_Try it_: Check every line of the entries that follow, and copy the ones containing "optional".

=== Begin Enclosure ===

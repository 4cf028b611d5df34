//! Record validation against a per-table rule set
//!
//! Pure: takes records in, partitions them into accepted and
//! quarantined with reasons, and tallies failures per field. Writing
//! the quarantined rows is the pipeline's job, not the validator's.

use std::collections::BTreeMap;

use chrono::DateTime;
use regex::Regex;
use serde_json::Value;

use crate::error::{EtlError, EtlResult};
use crate::types::{OrderStatus, RawRecord};

/// Expected value kind for a field
#[derive(Debug, Clone, Copy, PartialEq, Eq)]
pub enum FieldKind {
    String,
    Integer,
    Float,
    Timestamp,
}

/// Validation rule for a single field
#[derive(Debug, Clone)]
pub struct FieldRule {
    pub field: String,
    pub required: bool,
    pub kind: FieldKind,
    /// Inclusive numeric bounds, applied to Integer/Float kinds
    pub min: Option<f64>,
    pub max: Option<f64>,
    pub pattern: Option<Regex>,
    pub allowed: Option<Vec<String>>,
}

impl FieldRule {
    pub fn new(field: &str, kind: FieldKind) -> Self {
        Self {
            field: field.to_string(),
            required: true,
            kind,
            min: None,
            max: None,
            pattern: None,
            allowed: None,
        }
    }

    pub fn optional(mut self) -> Self {
        self.required = false;
        self
    }

    pub fn range(mut self, min: f64, max: f64) -> Self {
        self.min = Some(min);
        self.max = Some(max);
        self
    }

    pub fn pattern(mut self, pattern: &str) -> EtlResult<Self> {
        self.pattern = Some(
            Regex::new(pattern)
                .map_err(|e| EtlError::Validation(format!("bad pattern for '{}': {}", self.field, e)))?,
        );
        Ok(self)
    }

    pub fn allowed(mut self, values: &[&str]) -> Self {
        self.allowed = Some(values.iter().map(|s| s.to_string()).collect());
        self
    }

    /// Check one payload against this rule; `None` means it passes
    fn check(&self, payload: &Value) -> Option<String> {
        let value = match payload.get(&self.field) {
            Some(v) if !v.is_null() => v,
            _ => {
                if self.required {
                    return Some(format!("field '{}' is required", self.field));
                }
                return None;
            }
        };

        match self.kind {
            FieldKind::String => {
                let Some(s) = value.as_str() else {
                    return Some(format!("field '{}' must be a string", self.field));
                };
                if let Some(pattern) = &self.pattern {
                    if !pattern.is_match(s) {
                        return Some(format!("field '{}' does not match expected format", self.field));
                    }
                }
                if let Some(allowed) = &self.allowed {
                    if !allowed.iter().any(|a| a == s) {
                        return Some(format!("field '{}' has unknown value '{}'", self.field, s));
                    }
                }
            }
            FieldKind::Integer => {
                let Some(n) = value.as_i64() else {
                    return Some(format!("field '{}' must be an integer", self.field));
                };
                if let Some(reason) = self.check_bounds(n as f64) {
                    return Some(reason);
                }
            }
            FieldKind::Float => {
                let Some(n) = value.as_f64() else {
                    return Some(format!("field '{}' must be numeric", self.field));
                };
                if !n.is_finite() {
                    return Some(format!("field '{}' is not finite", self.field));
                }
                if let Some(reason) = self.check_bounds(n) {
                    return Some(reason);
                }
            }
            FieldKind::Timestamp => {
                let Some(s) = value.as_str() else {
                    return Some(format!("field '{}' must be an RFC 3339 string", self.field));
                };
                if DateTime::parse_from_rfc3339(s).is_err() {
                    return Some(format!("field '{}' is not a valid RFC 3339 timestamp", self.field));
                }
            }
        }

        None
    }

    fn check_bounds(&self, n: f64) -> Option<String> {
        if let Some(min) = self.min {
            if n < min {
                return Some(format!("field '{}' below minimum {}", self.field, min));
            }
        }
        if let Some(max) = self.max {
            if n > max {
                return Some(format!("field '{}' above maximum {}", self.field, max));
            }
        }
        None
    }
}

/// Ordered rule set for one target table
#[derive(Debug, Clone)]
pub struct RuleSet {
    pub target_table: String,
    pub rules: Vec<FieldRule>,
}

impl RuleSet {
    /// Rules for the order event table
    pub fn orders() -> EtlResult<Self> {
        Ok(Self {
            target_table: "fact_orders".to_string(),
            rules: vec![
                FieldRule::new("order_id", FieldKind::String).pattern(r"^[A-Za-z0-9_-]+$")?,
                FieldRule::new("customer_id", FieldKind::String).pattern(r"^[A-Za-z0-9_-]+$")?,
                FieldRule::new("product_id", FieldKind::String),
                FieldRule::new("amount", FieldKind::Float).range(0.0, 1_000_000.0),
                FieldRule::new("timestamp", FieldKind::Timestamp),
                FieldRule::new("status", FieldKind::String).allowed(&OrderStatus::ALL),
                FieldRule::new("category", FieldKind::String),
                FieldRule::new("product_name", FieldKind::String).optional(),
            ],
        })
    }

    /// Every (field, reason) failure for a record; empty means it passes
    ///
    /// All rules run even after one fails, so the failure tally counts
    /// each bad field, not just the first.
    fn check(&self, payload: &Value) -> Vec<(String, String)> {
        if !payload.is_object() {
            return vec![(
                "_record".to_string(),
                "payload is not a JSON object".to_string(),
            )];
        }
        self.rules
            .iter()
            .filter_map(|rule| rule.check(payload).map(|reason| (rule.field.clone(), reason)))
            .collect()
    }
}

/// Result of validating one batch
#[derive(Debug, Default)]
pub struct ValidationReport {
    pub accepted: Vec<RawRecord>,
    pub quarantined: Vec<(RawRecord, String)>,
    /// Failure count per field name
    pub field_failures: BTreeMap<String, u64>,
}

impl ValidationReport {
    pub fn total(&self) -> usize {
        self.accepted.len() + self.quarantined.len()
    }
}

/// Apply a rule set to a batch of records
pub fn validate_batch(rules: &RuleSet, records: Vec<RawRecord>) -> ValidationReport {
    let mut report = ValidationReport::default();

    for record in records {
        let failures = rules.check(&record.payload);
        if failures.is_empty() {
            report.accepted.push(record);
        } else {
            for (field, _) in &failures {
                *report.field_failures.entry(field.clone()).or_insert(0) += 1;
            }
            let reason = failures
                .iter()
                .map(|(_, reason)| reason.as_str())
                .collect::<Vec<_>>()
                .join("; ");
            report.quarantined.push((record, reason));
        }
    }

    tracing::debug!(
        target_table = %rules.target_table,
        accepted = report.accepted.len(),
        quarantined = report.quarantined.len(),
        "Batch validated"
    );

    report
}

#[cfg(test)]
mod tests {
    use super::*;
    use chrono::Utc;
    use serde_json::json;
    use uuid::Uuid;

    fn record(payload: Value) -> RawRecord {
        RawRecord {
            record_id: Uuid::new_v4(),
            payload,
            source_id: "test".to_string(),
            content_hash: "h".to_string(),
            received_at: Utc::now(),
        }
    }

    fn good_order() -> Value {
        json!({
            "order_id": "ORD-1",
            "customer_id": "CUST-1",
            "product_id": "SKU-1",
            "amount": 42.0,
            "timestamp": "2025-03-01T00:00:00Z",
            "status": "delivered",
            "category": "books",
        })
    }

    #[test]
    fn test_valid_record_accepted() {
        let rules = RuleSet::orders().unwrap();
        let report = validate_batch(&rules, vec![record(good_order())]);
        assert_eq!(report.accepted.len(), 1);
        assert!(report.quarantined.is_empty());
    }

    #[test]
    fn test_missing_required_field() {
        let rules = RuleSet::orders().unwrap();
        let mut payload = good_order();
        payload.as_object_mut().unwrap().remove("customer_id");

        let report = validate_batch(&rules, vec![record(payload)]);
        assert_eq!(report.quarantined.len(), 1);
        assert!(report.quarantined[0].1.contains("customer_id"));
        assert_eq!(report.field_failures.get("customer_id"), Some(&1));
    }

    #[test]
    fn test_negative_amount_rejected() {
        let rules = RuleSet::orders().unwrap();
        let mut payload = good_order();
        payload["amount"] = json!(-10.0);

        let report = validate_batch(&rules, vec![record(payload)]);
        assert_eq!(report.quarantined.len(), 1);
        assert!(report.quarantined[0].1.contains("minimum"));
    }

    #[test]
    fn test_unknown_status_rejected() {
        let rules = RuleSet::orders().unwrap();
        let mut payload = good_order();
        payload["status"] = json!("teleported");

        let report = validate_batch(&rules, vec![record(payload)]);
        assert_eq!(report.quarantined.len(), 1);
        assert!(report.quarantined[0].1.contains("status"));
    }

    #[test]
    fn test_non_object_payload_rejected() {
        let rules = RuleSet::orders().unwrap();
        let report = validate_batch(&rules, vec![record(json!("not json at all"))]);
        assert_eq!(report.quarantined.len(), 1);
        assert!(report.quarantined[0].1.contains("JSON object"));
    }

    #[test]
    fn test_every_bad_field_is_tallied() {
        let rules = RuleSet::orders().unwrap();
        let mut payload = good_order();
        payload.as_object_mut().unwrap().remove("customer_id");
        payload["amount"] = json!(-5.0);

        let report = validate_batch(&rules, vec![record(payload)]);
        assert_eq!(report.quarantined.len(), 1);
        assert_eq!(report.field_failures.get("customer_id"), Some(&1));
        assert_eq!(report.field_failures.get("amount"), Some(&1));

        let reason = &report.quarantined[0].1;
        assert!(reason.contains("customer_id"));
        assert!(reason.contains("minimum"));
    }

    #[test]
    fn test_counts_add_up() {
        let rules = RuleSet::orders().unwrap();
        let records = vec![
            record(good_order()),
            record(json!({"order_id": "ORD-2"})),
            record(good_order()),
        ];
        let report = validate_batch(&rules, records);
        assert_eq!(report.total(), 3);
        assert_eq!(report.accepted.len(), 2);
        assert_eq!(report.quarantined.len(), 1);
    }
}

=== End Enclosure ===

_Task solution_:
    pub fn optional(mut self) -> Self {
                FieldRule::new("product_name", FieldKind::String).optional(),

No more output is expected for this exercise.